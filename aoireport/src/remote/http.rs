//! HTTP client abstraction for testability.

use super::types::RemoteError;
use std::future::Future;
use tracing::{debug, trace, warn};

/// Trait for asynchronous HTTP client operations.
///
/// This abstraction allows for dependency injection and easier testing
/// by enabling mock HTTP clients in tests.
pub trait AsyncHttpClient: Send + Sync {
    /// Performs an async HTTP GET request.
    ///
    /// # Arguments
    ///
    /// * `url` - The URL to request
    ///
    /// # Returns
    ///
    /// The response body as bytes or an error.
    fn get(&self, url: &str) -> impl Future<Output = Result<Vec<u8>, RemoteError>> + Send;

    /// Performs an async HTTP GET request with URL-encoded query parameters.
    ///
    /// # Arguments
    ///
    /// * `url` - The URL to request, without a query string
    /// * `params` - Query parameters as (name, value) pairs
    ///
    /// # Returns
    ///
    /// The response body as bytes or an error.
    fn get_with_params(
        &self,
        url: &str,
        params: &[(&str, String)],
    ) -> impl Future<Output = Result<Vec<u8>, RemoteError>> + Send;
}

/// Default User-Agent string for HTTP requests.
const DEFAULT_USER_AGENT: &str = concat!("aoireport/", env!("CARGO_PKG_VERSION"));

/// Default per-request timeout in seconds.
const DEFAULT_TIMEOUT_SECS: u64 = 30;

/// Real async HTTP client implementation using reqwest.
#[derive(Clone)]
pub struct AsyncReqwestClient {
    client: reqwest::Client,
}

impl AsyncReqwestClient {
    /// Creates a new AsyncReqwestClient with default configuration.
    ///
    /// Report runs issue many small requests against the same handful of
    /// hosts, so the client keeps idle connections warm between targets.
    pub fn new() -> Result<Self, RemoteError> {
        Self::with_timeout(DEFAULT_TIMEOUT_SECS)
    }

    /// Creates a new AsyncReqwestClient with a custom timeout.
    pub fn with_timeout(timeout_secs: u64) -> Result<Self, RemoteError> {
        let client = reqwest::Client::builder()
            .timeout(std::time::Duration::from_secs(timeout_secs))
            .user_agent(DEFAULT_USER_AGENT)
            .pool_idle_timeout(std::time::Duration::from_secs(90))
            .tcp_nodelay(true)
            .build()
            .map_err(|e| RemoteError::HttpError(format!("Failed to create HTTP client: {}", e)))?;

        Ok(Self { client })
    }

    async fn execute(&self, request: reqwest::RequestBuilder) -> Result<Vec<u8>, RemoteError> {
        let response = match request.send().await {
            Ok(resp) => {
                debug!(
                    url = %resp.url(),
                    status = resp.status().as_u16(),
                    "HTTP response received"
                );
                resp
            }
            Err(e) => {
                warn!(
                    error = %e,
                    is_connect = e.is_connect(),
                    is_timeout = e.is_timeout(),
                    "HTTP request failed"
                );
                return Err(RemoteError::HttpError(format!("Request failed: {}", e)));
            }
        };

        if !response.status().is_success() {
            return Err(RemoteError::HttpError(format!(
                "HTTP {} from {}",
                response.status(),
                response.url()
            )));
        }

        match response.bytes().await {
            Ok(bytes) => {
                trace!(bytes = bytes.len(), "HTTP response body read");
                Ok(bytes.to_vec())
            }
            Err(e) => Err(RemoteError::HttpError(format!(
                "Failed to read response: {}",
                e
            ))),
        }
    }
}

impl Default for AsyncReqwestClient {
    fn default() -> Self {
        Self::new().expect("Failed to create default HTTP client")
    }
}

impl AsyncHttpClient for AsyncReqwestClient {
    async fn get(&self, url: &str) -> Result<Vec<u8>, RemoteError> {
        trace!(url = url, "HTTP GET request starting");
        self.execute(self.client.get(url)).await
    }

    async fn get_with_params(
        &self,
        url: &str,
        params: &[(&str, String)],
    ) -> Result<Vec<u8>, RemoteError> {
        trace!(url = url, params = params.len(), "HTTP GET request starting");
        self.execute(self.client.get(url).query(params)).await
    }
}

═══

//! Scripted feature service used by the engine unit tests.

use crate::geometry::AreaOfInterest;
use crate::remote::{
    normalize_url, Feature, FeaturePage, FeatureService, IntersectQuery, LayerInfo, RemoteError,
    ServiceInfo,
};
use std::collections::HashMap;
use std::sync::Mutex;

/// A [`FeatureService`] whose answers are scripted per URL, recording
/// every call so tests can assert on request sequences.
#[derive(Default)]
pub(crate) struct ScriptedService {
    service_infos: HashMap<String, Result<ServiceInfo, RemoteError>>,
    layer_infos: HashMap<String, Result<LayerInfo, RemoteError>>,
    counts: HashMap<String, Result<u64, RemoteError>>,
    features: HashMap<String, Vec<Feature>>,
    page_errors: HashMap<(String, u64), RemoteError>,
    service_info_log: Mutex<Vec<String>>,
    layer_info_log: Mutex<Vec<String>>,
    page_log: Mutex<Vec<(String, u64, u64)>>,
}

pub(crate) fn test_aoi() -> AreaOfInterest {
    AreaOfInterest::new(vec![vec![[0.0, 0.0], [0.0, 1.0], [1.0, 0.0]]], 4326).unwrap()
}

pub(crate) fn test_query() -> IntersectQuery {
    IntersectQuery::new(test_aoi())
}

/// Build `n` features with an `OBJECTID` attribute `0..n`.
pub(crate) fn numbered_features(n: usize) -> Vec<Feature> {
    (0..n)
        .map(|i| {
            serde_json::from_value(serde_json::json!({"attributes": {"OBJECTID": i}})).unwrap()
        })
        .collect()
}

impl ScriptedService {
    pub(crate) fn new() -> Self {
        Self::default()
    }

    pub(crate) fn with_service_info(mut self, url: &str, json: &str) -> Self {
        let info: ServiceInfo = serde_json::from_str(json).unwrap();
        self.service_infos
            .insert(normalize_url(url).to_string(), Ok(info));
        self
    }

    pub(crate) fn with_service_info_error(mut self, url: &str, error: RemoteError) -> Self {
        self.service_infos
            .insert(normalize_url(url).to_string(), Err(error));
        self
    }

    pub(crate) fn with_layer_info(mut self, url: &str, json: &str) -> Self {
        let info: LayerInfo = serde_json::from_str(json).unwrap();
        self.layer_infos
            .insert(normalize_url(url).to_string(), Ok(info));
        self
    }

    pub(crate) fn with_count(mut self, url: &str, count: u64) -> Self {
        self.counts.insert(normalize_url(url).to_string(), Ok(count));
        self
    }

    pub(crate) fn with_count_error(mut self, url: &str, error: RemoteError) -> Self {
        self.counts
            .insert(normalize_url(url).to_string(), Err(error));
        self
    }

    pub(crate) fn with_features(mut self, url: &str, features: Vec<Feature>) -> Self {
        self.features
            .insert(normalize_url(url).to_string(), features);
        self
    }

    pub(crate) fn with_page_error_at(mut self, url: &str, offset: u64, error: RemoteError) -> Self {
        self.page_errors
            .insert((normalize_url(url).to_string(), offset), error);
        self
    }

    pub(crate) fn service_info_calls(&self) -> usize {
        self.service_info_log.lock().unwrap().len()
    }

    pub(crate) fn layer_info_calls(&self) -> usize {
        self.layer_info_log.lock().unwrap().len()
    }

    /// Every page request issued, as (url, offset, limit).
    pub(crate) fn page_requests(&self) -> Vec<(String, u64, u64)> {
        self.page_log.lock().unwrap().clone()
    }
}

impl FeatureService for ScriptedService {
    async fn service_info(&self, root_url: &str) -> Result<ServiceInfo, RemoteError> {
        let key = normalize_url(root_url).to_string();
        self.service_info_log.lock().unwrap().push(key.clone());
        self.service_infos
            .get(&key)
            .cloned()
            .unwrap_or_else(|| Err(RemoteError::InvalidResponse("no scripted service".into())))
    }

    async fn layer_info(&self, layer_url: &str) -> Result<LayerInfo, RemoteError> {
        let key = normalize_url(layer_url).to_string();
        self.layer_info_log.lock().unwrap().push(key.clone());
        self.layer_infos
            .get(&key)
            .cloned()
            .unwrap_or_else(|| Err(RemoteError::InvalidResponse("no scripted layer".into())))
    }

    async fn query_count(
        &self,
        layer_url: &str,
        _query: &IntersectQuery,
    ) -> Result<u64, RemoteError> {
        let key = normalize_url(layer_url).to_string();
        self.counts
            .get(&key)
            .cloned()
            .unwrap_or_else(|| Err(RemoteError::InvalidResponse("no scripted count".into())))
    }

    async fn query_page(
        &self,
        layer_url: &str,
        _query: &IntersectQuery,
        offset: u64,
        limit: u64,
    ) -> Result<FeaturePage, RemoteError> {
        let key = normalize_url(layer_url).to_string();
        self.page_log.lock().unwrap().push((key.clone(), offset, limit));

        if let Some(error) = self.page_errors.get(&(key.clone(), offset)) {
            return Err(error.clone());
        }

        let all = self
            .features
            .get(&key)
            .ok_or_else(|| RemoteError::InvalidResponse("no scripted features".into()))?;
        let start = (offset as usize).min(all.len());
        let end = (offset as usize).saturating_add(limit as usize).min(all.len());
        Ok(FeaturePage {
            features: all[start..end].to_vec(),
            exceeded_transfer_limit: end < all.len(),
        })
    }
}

═══

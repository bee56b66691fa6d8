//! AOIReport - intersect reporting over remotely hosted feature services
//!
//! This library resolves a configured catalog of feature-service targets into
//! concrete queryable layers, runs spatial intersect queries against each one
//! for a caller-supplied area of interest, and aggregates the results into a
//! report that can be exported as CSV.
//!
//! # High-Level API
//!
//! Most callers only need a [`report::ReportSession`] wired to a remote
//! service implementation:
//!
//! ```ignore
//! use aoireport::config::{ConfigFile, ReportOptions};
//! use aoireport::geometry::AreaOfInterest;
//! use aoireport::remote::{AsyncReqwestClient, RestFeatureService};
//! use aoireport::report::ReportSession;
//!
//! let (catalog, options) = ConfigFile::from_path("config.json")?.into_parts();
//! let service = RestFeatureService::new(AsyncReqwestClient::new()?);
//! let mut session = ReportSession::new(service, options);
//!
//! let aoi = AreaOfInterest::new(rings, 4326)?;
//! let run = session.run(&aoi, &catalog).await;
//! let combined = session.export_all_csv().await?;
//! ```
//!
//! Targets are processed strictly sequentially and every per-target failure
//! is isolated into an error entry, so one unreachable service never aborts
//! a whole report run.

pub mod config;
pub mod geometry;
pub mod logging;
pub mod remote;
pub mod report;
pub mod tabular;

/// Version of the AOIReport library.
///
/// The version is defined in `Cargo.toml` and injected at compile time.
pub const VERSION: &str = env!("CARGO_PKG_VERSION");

═══

• _Work to be completed_
The reply should hold only how many lines in the material include the word "Future".

• _Your response_
3